Show every line of the data that contains the string "must".

Stored data entries:
·····

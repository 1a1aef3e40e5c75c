//! End-to-end tests over real in-process endpoints: a fake MQTT broker
//! speaking QUIC with the `mqtt` ALPN, the bridge in the middle, and either
//! a raw WebTransport session or the full [`MqttClient`] on the outside.

use std::net::SocketAddr;
use std::sync::atomic::{AtomicUsize, Ordering};
use std::sync::Arc;
use std::time::Duration;

use rustls::pki_types::{CertificateDer, PrivateKeyDer, PrivatePkcs8KeyDer};
use tokio::time::timeout;
use url::Url;

use crate::{
    Bridge, Client, ClientBuilder, ClientState, MqttClient, MqttClientError, MqttEvent,
    MqttUpstream, ServerBuilder, UpstreamConfig, ALPN_MQTT,
};

const WAIT: Duration = Duration::from_secs(5);

fn install_provider() {
    rustls::crypto::ring::default_provider().install_default().ok();
}

fn self_signed() -> (CertificateDer<'static>, PrivateKeyDer<'static>) {
    let cert = rcgen::generate_simple_self_signed(vec![
        "localhost".to_string(),
        "127.0.0.1".to_string(),
    ])
    .unwrap();
    let key = PrivatePkcs8KeyDer::from(cert.key_pair.serialize_der());
    (cert.cert.der().clone(), key.into())
}

struct FakeBroker {
    addr: SocketAddr,
    opened: Arc<AtomicUsize>,
    closed: Arc<AtomicUsize>,
}

/// A broker double: one bidi stream per connection, byte-level responses.
/// CONNECT gets a CONNACK with reason 0, SUBSCRIBE gets a single-code SUBACK
/// echoing the packet id, everything else (PUBLISH included) is echoed
/// verbatim.
fn spawn_fake_broker() -> FakeBroker {
    let (cert, key) = self_signed();
    let mut crypto = rustls::ServerConfig::builder()
        .with_no_client_auth()
        .with_single_cert(vec![cert], key)
        .unwrap();
    crypto.alpn_protocols = vec![ALPN_MQTT.as_bytes().to_vec()];

    let config = quinn::ServerConfig::with_crypto(Arc::new(
        quinn::crypto::rustls::QuicServerConfig::try_from(crypto).unwrap(),
    ));
    let endpoint = quinn::Endpoint::server(config, "127.0.0.1:0".parse().unwrap()).unwrap();
    let addr = endpoint.local_addr().unwrap();

    let opened = Arc::new(AtomicUsize::new(0));
    let closed = Arc::new(AtomicUsize::new(0));

    let opened2 = opened.clone();
    let closed2 = closed.clone();
    tokio::spawn(async move {
        while let Some(incoming) = endpoint.accept().await {
            let opened = opened2.clone();
            let closed = closed2.clone();
            tokio::spawn(async move {
                let Ok(conn) = incoming.await else { return };
                opened.fetch_add(1, Ordering::SeqCst);

                if let Ok((mut send, mut recv)) = conn.accept_bi().await {
                    while let Ok(Some(chunk)) = recv.read_chunk(64 * 1024, true).await {
                        let buf = chunk.bytes;
                        let reply: Vec<u8> = match buf.first().map(|b| b >> 4) {
                            Some(1) => vec![0x20, 0x03, 0x00, 0x00, 0x00],
                            Some(8) => vec![0x90, 0x04, buf[2], buf[3], 0x00, 0x00],
                            _ => buf.to_vec(),
                        };
                        if send.write_all(&reply).await.is_err() {
                            break;
                        }
                    }
                    send.finish().ok();
                }

                conn.closed().await;
                closed.fetch_add(1, Ordering::SeqCst);
            });
        }
    });

    FakeBroker {
        addr,
        opened,
        closed,
    }
}

/// Start the bridge in front of `broker`, returning the URL clients dial.
fn spawn_bridge(broker: &FakeBroker) -> Url {
    let (cert, key) = self_signed();
    let server = ServerBuilder::new()
        .with_addr("127.0.0.1:0".parse().unwrap())
        .with_certificate(vec![cert], key)
        .build()
        .unwrap();

    let upstream = MqttUpstream::new(UpstreamConfig {
        host: "127.0.0.1".to_string(),
        port: broker.addr.port(),
        sni: None,
        no_verify: true,
        roots: rustls::RootCertStore::empty(),
    })
    .unwrap();

    let bridge = Bridge::new(server, upstream);
    let addr = bridge.local_addr().unwrap();
    tokio::spawn(bridge.run());

    format!("https://127.0.0.1:{}/mqtt", addr.port())
        .parse()
        .unwrap()
}

fn web_transport_client() -> Client {
    ClientBuilder::new()
        .with_no_certificate_verification()
        .build()
        .unwrap()
}

async fn wait_for(counter: &AtomicUsize, value: usize) {
    timeout(WAIT, async {
        while counter.load(Ordering::SeqCst) < value {
            tokio::time::sleep(Duration::from_millis(10)).await;
        }
    })
    .await
    .expect("counter never reached expected value");
}

#[tokio::test]
async fn raw_stream_relay_roundtrip() {
    install_provider();
    let broker = spawn_fake_broker();
    let url = spawn_bridge(&broker);

    let session = web_transport_client().connect(url).await.unwrap();
    let (mut send, mut recv) = session.open_bi().await.unwrap();

    // Arbitrary non-MQTT bytes: the relay must carry them untouched and the
    // echo must come back in order.
    send.write_all(b"\xab\xcd first").await.unwrap();
    let chunk = timeout(WAIT, recv.read_chunk(1024)).await.unwrap().unwrap();
    assert_eq!(chunk.unwrap(), &b"\xab\xcd first"[..]);

    send.write_all(b"\xab second").await.unwrap();
    let chunk = timeout(WAIT, recv.read_chunk(1024)).await.unwrap().unwrap();
    assert_eq!(chunk.unwrap(), &b"\xab second"[..]);

    // Finishing our write half ends the relay unit: the broker sees
    // end-of-stream and the unit tears down. Whether our read half observes
    // a clean end or a reset depends on which direction wins the teardown;
    // either way no further data arrives.
    send.finish().unwrap();
    let end = timeout(WAIT, recv.read_chunk(1024)).await.unwrap();
    assert!(matches!(end, Ok(None) | Err(_)));

    session.close(0, b"done");
}

#[tokio::test]
async fn streams_support_tokio_io_traits() {
    use tokio::io::{AsyncReadExt, AsyncWriteExt};

    install_provider();
    let broker = spawn_fake_broker();
    let url = spawn_bridge(&broker);

    let session = web_transport_client().connect(url).await.unwrap();
    let (mut send, mut recv) = session.open_bi().await.unwrap();

    // Drive the stream halves through the tokio traits instead of the
    // inherent methods; the echo still comes back intact.
    AsyncWriteExt::write_all(&mut send, b"\xab via traits")
        .await
        .unwrap();
    let mut buf = [0u8; 12];
    timeout(WAIT, AsyncReadExt::read_exact(&mut recv, &mut buf))
        .await
        .unwrap()
        .unwrap();
    assert_eq!(&buf, b"\xab via traits");

    session.close(0, b"done");
}

#[tokio::test]
async fn concurrent_streams_get_own_upstream_connections() {
    install_provider();
    let broker = spawn_fake_broker();
    let url = spawn_bridge(&broker);

    let session = web_transport_client().connect(url).await.unwrap();
    let (mut send_a, mut recv_a) = session.open_bi().await.unwrap();
    let (mut send_b, mut recv_b) = session.open_bi().await.unwrap();

    send_a.write_all(b"\xaa stream a").await.unwrap();
    send_b.write_all(b"\xbb stream b").await.unwrap();

    let chunk_a = timeout(WAIT, recv_a.read_chunk(1024)).await.unwrap().unwrap();
    assert_eq!(chunk_a.unwrap(), &b"\xaa stream a"[..]);
    let chunk_b = timeout(WAIT, recv_b.read_chunk(1024)).await.unwrap().unwrap();
    assert_eq!(chunk_b.unwrap(), &b"\xbb stream b"[..]);

    // One fresh upstream connection per stream, never shared.
    wait_for(&broker.opened, 2).await;
    assert_eq!(broker.opened.load(Ordering::SeqCst), 2);

    session.close(0, b"done");
}

#[tokio::test]
async fn session_closure_tears_down_upstreams() {
    install_provider();
    let broker = spawn_fake_broker();
    let url = spawn_bridge(&broker);

    let session = web_transport_client().connect(url).await.unwrap();
    let (mut send, mut recv) = session.open_bi().await.unwrap();
    send.write_all(b"\xaa ping").await.unwrap();
    let chunk = timeout(WAIT, recv.read_chunk(1024)).await.unwrap().unwrap();
    assert_eq!(chunk.unwrap(), &b"\xaa ping"[..]);
    wait_for(&broker.opened, 1).await;

    // Closing the whole session cancels the relay unit, which closes its
    // upstream connection.
    session.close(0, b"going away");
    wait_for(&broker.closed, 1).await;
}

#[tokio::test]
async fn mqtt_client_end_to_end() {
    install_provider();
    let broker = spawn_fake_broker();
    let url = spawn_bridge(&broker);

    let mut client = MqttClient::new(web_transport_client(), url).with_client_id("test-client");
    let mut events = client.events();

    assert_eq!(client.state(), ClientState::Idle);
    client.connect().await.unwrap();
    assert_eq!(client.state(), ClientState::Connected);

    let connack = timeout(WAIT, events.recv()).await.unwrap().unwrap();
    assert_eq!(
        connack,
        MqttEvent::Connack {
            reason: 0,
            session_present: false,
        }
    );

    let packet_id = client.subscribe("bench/topic").await.unwrap();
    let suback = timeout(WAIT, events.recv()).await.unwrap().unwrap();
    assert_eq!(
        suback,
        MqttEvent::Suback {
            packet_id,
            codes: vec![0],
        }
    );

    // The fake broker echoes the PUBLISH back at us.
    client.publish("bench/topic", "hello", 0).await.unwrap();
    let message = timeout(WAIT, events.recv()).await.unwrap().unwrap();
    assert_eq!(
        message,
        MqttEvent::Message {
            topic: "bench/topic".to_string(),
            payload: "hello".to_string(),
            qos: 0,
            packet_id: None,
        }
    );

    client.disconnect();
    assert_eq!(client.state(), ClientState::Closed);
    let closed = timeout(WAIT, async {
        loop {
            match events.recv().await.unwrap() {
                MqttEvent::Closed => break,
                other => tracing::debug!("draining event: {other:?}"),
            }
        }
    })
    .await;
    closed.unwrap();
}

#[tokio::test]
async fn failed_connect_resets_to_idle() {
    install_provider();
    // A hostname that never resolves: the dial fails before any transport
    // activity, the same cleanup path as a CONNECT write failure.
    let url: Url = "https://nowhere.invalid:443/mqtt".parse().unwrap();
    let mut client = MqttClient::new(web_transport_client(), url);

    assert!(client.connect().await.is_err());
    assert_eq!(client.state(), ClientState::Idle);

    // The client is not wedged: a retry dials again instead of reporting
    // AlreadyConnected.
    assert!(matches!(
        client.connect().await,
        Err(MqttClientError::Transport(_))
    ));
    assert_eq!(client.state(), ClientState::Idle);
}

#[tokio::test]
async fn publish_and_subscribe_require_connection() {
    install_provider();
    let url: Url = "https://127.0.0.1:1/mqtt".parse().unwrap();
    let mut client = MqttClient::new(web_transport_client(), url);

    assert!(client.subscribe("t").await.is_err());
    assert!(client.publish("t", "x", 0).await.is_err());
    assert!(client.subscribe("").await.is_err());
}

·····

| Solution below |
    // Arbitrary non-MQTT bytes: the relay must carry them untouched and the
    // echo must come back in order.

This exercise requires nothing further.